EXERCISE: Show every line of the data where the word "filter" can be found.

DATA LISTING:

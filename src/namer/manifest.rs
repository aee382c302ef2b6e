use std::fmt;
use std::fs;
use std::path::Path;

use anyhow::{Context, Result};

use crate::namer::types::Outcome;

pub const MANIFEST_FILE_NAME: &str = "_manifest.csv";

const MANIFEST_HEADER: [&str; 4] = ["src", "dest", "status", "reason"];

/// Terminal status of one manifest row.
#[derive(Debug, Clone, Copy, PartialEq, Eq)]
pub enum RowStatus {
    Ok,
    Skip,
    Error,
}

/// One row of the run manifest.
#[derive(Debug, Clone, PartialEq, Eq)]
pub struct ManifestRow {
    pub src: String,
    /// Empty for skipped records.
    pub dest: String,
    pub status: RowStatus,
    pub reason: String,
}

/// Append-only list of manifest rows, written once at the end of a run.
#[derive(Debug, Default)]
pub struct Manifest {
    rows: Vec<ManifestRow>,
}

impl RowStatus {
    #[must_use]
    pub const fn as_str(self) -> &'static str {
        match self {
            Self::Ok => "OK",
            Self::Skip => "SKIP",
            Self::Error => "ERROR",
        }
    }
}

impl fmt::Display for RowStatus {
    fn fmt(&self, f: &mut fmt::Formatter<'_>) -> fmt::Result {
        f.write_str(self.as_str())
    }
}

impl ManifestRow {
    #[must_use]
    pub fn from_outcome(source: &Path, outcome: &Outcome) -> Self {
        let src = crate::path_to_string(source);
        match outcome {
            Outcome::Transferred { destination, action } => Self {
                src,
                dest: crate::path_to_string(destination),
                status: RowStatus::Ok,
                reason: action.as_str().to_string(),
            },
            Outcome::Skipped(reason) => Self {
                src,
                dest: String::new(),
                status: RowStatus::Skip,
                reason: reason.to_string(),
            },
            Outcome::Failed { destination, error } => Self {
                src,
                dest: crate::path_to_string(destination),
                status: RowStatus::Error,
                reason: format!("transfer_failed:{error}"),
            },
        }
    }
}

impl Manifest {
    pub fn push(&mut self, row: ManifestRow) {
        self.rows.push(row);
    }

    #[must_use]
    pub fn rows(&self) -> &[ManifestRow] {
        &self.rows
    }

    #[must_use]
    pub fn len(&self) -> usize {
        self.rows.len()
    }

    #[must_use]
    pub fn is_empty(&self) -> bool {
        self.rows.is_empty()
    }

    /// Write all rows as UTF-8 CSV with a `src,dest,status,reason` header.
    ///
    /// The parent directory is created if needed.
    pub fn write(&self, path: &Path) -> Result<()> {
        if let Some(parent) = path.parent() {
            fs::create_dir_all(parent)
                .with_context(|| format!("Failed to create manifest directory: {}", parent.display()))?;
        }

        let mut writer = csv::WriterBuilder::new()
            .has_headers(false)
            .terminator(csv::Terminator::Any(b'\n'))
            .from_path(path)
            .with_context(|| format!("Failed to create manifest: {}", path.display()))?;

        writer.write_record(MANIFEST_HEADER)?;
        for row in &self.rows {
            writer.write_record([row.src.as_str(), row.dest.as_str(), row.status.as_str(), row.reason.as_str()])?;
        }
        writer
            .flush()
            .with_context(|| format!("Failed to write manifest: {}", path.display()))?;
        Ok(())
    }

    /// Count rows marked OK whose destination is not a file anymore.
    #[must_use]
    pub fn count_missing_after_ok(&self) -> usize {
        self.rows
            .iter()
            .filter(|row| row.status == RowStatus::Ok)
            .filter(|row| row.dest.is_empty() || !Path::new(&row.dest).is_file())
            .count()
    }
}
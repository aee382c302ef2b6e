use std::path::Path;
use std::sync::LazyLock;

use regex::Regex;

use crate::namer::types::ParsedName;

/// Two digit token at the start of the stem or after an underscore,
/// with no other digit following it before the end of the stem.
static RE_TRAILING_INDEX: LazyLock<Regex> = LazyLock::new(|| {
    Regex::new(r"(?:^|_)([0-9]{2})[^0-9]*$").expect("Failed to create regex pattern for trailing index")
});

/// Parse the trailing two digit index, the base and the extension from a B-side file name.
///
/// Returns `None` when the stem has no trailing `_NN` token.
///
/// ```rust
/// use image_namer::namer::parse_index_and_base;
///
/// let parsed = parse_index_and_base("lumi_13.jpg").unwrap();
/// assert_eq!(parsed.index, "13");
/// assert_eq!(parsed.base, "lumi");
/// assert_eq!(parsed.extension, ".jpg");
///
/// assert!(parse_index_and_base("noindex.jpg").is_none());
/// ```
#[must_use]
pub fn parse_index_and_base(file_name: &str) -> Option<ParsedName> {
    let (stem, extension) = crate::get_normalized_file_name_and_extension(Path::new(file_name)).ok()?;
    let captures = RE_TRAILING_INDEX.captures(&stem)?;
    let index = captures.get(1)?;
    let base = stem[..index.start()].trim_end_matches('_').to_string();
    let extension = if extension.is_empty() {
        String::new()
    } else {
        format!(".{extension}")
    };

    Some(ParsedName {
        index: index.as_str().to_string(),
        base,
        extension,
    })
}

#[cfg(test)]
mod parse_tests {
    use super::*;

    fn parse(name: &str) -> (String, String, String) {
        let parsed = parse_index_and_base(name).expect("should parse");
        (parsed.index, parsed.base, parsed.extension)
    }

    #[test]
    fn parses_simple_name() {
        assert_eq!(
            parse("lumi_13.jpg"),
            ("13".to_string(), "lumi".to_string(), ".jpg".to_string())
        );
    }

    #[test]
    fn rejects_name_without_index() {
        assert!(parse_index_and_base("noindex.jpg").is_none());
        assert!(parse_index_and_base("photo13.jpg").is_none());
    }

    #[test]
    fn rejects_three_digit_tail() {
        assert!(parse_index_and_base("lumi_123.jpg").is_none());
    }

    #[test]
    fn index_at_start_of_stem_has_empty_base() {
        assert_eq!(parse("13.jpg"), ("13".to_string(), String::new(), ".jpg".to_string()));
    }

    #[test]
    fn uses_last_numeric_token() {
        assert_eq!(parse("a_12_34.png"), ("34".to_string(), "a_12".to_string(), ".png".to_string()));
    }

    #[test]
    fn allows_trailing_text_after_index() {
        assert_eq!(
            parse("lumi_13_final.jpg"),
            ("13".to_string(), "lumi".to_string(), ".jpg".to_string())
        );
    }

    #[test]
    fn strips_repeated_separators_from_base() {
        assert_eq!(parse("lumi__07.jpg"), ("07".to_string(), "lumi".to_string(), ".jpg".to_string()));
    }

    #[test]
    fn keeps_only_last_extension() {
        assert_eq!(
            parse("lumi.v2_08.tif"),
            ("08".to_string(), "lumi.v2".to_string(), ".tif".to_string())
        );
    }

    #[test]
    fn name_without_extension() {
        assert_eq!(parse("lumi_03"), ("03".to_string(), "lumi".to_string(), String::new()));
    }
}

TASK OUTPUT:
            .filter(|row| row.status == RowStatus::Ok)
            .filter(|row| row.dest.is_empty() || !Path::new(&row.dest).is_file())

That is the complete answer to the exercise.